• _What is needed_:
Only one stretch of the data below should be repeated: the lines from the line containing "fn resolve<'a>(doc: &'a" through the line containing "let mut out = [0.0; 4];", inclusive, exactly as they are.

• _Source data_:

+++

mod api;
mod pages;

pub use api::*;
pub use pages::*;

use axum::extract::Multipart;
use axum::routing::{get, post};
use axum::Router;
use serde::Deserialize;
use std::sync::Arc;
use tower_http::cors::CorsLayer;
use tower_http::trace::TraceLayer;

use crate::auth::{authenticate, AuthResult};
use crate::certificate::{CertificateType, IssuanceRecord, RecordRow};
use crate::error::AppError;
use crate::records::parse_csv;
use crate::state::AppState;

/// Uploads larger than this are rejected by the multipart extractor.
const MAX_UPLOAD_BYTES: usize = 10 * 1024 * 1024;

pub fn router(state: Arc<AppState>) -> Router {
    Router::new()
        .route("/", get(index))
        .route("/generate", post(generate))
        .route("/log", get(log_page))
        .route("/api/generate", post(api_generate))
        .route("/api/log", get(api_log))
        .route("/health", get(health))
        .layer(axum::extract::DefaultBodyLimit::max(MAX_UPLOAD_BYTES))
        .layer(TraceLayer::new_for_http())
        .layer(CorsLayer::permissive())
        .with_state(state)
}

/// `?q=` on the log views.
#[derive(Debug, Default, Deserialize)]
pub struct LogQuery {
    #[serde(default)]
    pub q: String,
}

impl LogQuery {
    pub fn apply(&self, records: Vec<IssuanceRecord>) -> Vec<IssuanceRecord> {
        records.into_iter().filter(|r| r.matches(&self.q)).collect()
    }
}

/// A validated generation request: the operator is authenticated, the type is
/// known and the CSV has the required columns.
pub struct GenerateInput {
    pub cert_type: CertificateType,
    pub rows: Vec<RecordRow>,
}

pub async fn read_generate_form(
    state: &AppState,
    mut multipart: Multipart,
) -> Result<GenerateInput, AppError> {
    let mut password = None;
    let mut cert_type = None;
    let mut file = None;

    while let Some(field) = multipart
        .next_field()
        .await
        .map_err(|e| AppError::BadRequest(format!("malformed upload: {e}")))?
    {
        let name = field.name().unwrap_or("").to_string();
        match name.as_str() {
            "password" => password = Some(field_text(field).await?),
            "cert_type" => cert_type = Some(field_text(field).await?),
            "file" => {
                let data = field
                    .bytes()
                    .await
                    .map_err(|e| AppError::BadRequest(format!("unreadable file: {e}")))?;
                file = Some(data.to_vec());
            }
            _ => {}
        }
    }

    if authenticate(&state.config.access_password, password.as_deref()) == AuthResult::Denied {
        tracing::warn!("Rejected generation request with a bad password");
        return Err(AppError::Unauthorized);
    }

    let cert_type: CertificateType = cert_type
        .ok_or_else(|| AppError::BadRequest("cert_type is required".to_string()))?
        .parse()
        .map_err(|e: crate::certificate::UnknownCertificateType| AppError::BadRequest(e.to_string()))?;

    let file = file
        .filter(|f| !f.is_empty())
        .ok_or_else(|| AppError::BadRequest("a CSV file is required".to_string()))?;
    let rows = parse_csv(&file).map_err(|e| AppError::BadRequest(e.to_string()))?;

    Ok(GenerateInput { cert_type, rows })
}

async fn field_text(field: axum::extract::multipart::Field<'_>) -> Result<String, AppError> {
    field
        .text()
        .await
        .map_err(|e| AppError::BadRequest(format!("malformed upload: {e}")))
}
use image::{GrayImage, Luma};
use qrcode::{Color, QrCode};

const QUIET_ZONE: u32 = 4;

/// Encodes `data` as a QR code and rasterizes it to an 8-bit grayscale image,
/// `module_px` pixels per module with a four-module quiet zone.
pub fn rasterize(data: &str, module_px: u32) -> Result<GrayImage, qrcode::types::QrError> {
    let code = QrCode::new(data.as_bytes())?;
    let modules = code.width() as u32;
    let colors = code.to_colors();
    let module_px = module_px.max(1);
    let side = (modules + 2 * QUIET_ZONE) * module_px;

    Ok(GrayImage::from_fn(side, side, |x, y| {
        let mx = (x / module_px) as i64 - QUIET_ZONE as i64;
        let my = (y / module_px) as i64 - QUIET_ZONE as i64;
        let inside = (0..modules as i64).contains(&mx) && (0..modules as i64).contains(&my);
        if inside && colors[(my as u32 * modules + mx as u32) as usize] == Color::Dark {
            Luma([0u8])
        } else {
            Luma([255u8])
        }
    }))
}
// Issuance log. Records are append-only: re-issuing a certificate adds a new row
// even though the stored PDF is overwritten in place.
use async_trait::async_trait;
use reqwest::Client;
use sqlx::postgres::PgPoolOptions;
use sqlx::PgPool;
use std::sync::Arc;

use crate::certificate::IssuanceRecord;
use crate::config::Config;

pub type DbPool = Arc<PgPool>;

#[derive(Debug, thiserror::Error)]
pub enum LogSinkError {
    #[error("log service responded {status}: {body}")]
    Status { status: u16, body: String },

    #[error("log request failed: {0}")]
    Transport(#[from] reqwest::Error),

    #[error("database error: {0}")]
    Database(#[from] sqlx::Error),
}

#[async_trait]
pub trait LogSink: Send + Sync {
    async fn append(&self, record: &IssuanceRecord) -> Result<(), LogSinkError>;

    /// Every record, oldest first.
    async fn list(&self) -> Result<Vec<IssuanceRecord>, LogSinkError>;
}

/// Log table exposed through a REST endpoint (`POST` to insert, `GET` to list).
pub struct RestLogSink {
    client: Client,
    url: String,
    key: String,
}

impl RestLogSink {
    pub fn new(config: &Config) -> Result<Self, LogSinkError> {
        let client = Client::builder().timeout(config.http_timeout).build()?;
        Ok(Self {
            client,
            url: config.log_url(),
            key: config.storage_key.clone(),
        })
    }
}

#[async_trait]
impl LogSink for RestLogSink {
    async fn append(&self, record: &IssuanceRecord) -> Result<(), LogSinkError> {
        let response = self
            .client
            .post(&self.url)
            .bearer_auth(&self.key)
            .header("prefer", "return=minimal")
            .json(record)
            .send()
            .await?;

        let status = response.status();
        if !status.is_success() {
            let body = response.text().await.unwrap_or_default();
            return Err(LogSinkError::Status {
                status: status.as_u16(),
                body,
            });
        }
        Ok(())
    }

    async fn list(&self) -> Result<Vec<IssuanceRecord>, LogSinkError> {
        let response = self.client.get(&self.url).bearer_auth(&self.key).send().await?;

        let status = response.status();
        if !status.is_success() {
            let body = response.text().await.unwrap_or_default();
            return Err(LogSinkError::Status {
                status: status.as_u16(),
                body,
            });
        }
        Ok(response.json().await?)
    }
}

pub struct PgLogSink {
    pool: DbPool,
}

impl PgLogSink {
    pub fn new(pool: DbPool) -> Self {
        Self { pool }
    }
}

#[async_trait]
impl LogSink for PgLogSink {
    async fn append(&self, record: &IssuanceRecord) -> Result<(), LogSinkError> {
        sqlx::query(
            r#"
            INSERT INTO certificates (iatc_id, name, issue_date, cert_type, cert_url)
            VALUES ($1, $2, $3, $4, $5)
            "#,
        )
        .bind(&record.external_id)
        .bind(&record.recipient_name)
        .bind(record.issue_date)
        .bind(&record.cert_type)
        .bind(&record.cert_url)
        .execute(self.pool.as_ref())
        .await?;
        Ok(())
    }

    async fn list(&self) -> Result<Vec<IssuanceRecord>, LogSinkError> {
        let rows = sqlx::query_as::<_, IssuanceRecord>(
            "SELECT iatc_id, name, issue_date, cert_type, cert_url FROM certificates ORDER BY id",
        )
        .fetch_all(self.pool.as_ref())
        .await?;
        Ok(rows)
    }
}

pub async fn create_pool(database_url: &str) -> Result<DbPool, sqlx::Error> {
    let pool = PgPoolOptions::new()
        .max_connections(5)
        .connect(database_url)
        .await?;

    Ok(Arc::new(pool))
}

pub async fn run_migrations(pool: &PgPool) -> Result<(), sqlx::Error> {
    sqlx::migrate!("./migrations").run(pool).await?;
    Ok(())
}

+++

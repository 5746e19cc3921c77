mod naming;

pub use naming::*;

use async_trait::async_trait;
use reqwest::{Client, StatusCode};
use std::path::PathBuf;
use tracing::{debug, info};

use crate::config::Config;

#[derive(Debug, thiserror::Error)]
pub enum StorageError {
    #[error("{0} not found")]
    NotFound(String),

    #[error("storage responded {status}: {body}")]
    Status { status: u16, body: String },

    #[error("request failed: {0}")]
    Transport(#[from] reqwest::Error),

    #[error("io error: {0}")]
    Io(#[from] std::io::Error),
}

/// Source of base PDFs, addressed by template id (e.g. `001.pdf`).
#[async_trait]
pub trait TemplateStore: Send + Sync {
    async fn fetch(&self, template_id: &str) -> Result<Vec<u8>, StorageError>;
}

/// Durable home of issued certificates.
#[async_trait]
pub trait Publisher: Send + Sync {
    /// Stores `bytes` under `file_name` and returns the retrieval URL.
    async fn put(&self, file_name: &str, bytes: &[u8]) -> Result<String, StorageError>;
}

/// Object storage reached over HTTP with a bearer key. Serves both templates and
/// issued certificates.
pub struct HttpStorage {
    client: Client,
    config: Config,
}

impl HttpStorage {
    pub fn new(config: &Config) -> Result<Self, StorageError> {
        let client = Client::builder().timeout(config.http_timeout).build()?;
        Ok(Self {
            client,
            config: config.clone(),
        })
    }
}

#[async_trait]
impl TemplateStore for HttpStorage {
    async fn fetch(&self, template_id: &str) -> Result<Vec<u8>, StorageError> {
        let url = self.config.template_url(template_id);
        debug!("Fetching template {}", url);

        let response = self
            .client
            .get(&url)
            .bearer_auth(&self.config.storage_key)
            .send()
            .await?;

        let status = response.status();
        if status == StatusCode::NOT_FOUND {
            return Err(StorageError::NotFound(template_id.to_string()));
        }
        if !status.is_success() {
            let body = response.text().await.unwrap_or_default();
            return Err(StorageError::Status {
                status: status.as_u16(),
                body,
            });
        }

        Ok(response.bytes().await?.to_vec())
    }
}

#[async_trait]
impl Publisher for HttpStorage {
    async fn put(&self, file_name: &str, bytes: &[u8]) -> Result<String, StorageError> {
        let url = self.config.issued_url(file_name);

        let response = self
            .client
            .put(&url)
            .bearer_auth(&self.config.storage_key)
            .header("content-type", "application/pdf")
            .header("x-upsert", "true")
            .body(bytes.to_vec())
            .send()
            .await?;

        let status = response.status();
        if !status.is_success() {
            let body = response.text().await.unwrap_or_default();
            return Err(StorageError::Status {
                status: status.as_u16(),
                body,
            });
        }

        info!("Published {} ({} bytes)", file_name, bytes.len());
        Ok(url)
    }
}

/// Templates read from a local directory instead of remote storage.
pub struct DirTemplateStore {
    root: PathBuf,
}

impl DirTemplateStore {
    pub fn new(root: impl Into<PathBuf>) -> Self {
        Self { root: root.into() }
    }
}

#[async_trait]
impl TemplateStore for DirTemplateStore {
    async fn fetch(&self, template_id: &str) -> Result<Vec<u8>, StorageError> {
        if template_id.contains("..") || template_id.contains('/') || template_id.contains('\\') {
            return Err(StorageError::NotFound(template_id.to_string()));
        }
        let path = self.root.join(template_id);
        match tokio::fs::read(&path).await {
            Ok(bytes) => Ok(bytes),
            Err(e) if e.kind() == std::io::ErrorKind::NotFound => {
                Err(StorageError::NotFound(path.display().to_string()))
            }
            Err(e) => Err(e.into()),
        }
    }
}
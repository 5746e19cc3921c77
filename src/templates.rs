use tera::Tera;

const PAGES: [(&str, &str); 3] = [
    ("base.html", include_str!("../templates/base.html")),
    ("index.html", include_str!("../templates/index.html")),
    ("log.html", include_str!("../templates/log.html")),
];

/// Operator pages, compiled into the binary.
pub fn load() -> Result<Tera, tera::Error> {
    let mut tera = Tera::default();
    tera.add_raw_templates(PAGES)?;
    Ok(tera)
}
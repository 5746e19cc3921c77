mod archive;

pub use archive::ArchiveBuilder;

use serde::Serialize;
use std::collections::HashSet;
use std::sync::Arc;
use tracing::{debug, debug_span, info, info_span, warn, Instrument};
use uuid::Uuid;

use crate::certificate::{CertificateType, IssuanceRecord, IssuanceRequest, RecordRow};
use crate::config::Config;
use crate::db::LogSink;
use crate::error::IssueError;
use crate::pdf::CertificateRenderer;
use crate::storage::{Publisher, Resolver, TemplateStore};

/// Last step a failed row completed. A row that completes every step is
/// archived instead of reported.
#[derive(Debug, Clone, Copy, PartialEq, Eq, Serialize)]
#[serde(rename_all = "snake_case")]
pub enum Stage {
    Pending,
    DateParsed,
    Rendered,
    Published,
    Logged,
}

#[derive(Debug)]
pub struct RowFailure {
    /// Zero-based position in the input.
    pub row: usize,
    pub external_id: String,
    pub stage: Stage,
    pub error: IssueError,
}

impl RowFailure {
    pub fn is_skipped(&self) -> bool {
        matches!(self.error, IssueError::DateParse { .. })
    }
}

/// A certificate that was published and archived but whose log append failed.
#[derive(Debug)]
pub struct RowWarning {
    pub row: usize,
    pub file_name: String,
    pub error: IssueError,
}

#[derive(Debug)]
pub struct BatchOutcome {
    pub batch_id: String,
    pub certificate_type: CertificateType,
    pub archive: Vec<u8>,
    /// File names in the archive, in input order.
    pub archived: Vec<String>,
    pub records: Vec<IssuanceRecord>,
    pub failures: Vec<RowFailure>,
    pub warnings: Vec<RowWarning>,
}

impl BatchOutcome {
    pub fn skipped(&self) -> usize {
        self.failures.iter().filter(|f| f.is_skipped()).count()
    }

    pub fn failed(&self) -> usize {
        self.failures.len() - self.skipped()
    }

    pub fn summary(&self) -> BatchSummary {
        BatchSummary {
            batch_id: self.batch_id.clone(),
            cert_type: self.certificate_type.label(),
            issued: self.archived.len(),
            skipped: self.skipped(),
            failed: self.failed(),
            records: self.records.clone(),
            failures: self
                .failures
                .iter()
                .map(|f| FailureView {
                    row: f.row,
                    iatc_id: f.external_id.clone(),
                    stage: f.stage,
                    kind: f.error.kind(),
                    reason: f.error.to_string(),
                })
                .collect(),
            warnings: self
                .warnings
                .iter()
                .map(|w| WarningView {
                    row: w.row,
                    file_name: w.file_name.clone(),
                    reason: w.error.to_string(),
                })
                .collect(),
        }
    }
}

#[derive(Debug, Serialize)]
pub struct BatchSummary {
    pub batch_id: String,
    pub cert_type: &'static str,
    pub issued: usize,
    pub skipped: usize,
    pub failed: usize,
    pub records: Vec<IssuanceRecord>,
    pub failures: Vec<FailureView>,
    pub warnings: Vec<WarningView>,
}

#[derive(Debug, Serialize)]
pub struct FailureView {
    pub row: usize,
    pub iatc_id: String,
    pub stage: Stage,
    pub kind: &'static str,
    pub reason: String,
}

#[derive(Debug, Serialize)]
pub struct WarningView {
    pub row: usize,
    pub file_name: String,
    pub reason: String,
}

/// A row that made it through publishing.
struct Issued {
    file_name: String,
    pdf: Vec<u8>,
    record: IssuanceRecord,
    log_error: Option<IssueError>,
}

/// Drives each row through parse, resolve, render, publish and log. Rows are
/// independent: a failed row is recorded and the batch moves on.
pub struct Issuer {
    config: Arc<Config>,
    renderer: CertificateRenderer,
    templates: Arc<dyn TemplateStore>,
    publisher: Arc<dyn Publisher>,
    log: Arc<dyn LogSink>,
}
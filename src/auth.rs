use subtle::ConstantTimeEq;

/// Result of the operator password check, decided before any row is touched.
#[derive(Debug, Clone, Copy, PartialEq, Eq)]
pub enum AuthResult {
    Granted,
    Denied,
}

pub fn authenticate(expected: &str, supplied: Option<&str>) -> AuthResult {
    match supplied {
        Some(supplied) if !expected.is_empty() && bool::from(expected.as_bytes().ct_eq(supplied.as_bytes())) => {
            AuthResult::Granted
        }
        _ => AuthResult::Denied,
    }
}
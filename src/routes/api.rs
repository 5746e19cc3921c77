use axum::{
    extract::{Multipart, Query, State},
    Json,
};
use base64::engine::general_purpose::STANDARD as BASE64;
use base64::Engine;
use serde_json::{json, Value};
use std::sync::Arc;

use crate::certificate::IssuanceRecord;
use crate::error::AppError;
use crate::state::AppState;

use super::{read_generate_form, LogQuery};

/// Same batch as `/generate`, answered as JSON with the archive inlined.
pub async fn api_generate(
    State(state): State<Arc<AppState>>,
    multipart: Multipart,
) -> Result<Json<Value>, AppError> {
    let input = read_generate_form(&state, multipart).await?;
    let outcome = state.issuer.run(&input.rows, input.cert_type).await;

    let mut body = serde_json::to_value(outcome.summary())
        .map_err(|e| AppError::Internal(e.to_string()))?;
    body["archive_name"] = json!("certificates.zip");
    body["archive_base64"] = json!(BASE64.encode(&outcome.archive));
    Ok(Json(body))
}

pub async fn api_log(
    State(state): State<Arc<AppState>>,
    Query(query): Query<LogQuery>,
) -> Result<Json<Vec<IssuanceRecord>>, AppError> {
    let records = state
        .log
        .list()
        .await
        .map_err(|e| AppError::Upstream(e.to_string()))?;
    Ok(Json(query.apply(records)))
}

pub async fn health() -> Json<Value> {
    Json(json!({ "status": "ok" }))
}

+++

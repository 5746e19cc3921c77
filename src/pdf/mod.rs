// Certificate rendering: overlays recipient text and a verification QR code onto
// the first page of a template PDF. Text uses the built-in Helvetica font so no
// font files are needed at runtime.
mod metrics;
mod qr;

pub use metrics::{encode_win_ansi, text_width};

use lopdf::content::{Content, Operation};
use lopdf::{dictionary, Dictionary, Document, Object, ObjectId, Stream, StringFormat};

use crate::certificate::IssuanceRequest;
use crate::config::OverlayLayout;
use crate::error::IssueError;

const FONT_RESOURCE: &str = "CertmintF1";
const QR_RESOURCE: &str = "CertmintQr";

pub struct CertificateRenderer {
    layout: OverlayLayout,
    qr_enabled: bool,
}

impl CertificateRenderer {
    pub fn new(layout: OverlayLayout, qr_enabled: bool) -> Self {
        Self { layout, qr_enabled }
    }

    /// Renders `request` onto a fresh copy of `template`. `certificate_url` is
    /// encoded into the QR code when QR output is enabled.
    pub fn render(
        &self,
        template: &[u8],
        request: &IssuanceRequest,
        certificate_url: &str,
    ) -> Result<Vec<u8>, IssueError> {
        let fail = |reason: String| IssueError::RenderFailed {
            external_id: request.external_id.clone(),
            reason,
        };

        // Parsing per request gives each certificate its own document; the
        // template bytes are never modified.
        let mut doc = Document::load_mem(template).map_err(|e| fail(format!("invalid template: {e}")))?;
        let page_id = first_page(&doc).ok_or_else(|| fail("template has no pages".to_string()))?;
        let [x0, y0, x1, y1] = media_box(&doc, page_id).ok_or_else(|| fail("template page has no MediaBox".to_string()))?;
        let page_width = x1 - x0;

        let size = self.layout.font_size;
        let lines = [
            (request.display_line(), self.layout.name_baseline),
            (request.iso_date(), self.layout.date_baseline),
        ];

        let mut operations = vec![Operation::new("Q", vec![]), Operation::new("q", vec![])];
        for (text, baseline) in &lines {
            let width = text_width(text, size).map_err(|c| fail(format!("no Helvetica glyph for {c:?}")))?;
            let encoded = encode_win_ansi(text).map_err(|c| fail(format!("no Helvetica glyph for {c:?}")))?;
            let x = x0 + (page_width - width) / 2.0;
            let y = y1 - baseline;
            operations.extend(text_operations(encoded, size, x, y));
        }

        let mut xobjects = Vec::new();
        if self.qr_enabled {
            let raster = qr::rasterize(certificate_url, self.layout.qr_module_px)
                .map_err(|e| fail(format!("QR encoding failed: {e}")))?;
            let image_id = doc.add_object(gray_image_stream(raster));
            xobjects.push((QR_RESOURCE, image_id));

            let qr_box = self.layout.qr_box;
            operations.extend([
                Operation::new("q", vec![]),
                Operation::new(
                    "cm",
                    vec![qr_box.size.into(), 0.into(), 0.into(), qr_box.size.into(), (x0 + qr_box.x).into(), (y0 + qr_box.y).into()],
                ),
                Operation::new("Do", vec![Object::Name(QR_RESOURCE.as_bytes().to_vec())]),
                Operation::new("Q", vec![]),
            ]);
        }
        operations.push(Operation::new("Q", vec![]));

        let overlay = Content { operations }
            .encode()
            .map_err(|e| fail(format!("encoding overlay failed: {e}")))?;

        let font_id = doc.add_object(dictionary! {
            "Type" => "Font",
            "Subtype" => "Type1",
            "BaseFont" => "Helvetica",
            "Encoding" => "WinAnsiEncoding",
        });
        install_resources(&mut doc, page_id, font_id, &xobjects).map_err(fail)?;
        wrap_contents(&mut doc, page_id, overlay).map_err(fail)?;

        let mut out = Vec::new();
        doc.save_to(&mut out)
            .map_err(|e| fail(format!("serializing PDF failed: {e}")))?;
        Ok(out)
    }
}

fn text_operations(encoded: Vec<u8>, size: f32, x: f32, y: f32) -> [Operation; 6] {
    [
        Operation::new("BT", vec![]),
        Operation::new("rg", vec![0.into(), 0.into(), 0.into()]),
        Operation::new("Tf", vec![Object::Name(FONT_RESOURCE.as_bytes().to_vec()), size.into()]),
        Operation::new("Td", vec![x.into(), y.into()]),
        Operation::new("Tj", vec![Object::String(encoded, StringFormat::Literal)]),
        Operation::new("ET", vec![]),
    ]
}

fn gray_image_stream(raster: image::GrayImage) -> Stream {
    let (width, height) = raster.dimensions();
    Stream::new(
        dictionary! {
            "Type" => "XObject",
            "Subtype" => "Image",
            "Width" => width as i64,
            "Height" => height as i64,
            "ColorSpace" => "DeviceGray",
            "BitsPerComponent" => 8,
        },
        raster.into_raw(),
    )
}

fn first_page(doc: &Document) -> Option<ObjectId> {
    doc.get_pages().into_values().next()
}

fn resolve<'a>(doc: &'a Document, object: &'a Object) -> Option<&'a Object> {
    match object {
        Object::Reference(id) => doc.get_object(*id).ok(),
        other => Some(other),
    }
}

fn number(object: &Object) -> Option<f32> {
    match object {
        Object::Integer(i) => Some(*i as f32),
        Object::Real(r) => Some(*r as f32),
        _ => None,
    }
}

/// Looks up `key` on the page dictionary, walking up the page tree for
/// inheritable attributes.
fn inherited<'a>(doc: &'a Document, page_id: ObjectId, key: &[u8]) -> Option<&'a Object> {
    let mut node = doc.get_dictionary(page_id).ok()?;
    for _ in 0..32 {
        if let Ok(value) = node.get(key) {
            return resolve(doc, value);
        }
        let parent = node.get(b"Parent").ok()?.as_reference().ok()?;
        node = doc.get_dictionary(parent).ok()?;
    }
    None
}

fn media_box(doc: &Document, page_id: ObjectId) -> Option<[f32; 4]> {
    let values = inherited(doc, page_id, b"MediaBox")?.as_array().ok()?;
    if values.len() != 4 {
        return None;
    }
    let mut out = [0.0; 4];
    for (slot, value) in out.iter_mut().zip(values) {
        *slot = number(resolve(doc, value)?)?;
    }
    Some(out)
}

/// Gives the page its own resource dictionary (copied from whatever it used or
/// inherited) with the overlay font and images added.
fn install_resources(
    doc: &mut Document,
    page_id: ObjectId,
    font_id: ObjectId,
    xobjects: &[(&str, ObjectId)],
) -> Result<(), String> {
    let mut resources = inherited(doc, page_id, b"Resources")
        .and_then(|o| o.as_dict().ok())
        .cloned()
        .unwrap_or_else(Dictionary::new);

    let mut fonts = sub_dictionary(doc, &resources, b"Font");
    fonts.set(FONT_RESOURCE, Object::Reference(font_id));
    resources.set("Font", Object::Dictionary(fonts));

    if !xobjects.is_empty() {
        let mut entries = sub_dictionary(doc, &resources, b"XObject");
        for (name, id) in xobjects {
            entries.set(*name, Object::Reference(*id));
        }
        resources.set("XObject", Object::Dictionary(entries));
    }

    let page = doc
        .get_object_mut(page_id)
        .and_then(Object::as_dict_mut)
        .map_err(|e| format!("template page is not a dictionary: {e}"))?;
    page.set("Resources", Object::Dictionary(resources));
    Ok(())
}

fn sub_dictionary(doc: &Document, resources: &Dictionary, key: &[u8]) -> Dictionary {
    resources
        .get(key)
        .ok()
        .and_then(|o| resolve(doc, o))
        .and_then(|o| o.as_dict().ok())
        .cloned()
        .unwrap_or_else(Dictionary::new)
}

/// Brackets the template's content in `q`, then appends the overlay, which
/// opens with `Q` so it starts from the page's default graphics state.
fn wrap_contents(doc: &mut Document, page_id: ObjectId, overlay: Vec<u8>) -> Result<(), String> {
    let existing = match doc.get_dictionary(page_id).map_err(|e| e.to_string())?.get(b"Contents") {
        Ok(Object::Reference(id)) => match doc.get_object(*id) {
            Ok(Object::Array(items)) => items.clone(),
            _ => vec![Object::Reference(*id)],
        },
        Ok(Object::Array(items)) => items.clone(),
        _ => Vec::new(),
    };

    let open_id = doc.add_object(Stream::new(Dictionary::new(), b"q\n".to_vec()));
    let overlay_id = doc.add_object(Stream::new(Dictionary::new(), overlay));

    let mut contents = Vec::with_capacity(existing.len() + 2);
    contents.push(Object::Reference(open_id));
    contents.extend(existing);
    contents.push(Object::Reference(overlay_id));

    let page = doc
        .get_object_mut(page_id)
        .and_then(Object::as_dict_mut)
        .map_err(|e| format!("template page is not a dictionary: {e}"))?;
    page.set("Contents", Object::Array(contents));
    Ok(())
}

+++

• _Exercise output_:
fn resolve<'a>(doc: &'a Document, object: &'a Object) -> Option<&'a Object> {
    match object {
        Object::Reference(id) => doc.get_object(*id).ok(),
        other => Some(other),
    }
}

fn number(object: &Object) -> Option<f32> {
    match object {
        Object::Integer(i) => Some(*i as f32),
        Object::Real(r) => Some(*r as f32),
        _ => None,
    }
}

/// Looks up `key` on the page dictionary, walking up the page tree for
/// inheritable attributes.
fn inherited<'a>(doc: &'a Document, page_id: ObjectId, key: &[u8]) -> Option<&'a Object> {
    let mut node = doc.get_dictionary(page_id).ok()?;
    for _ in 0..32 {
        if let Ok(value) = node.get(key) {
            return resolve(doc, value);
        }
        let parent = node.get(b"Parent").ok()?.as_reference().ok()?;
        node = doc.get_dictionary(parent).ok()?;
    }
    None
}

fn media_box(doc: &Document, page_id: ObjectId) -> Option<[f32; 4]> {
    let values = inherited(doc, page_id, b"MediaBox")?.as_array().ok()?;
    if values.len() != 4 {
        return None;
    }
    let mut out = [0.0; 4];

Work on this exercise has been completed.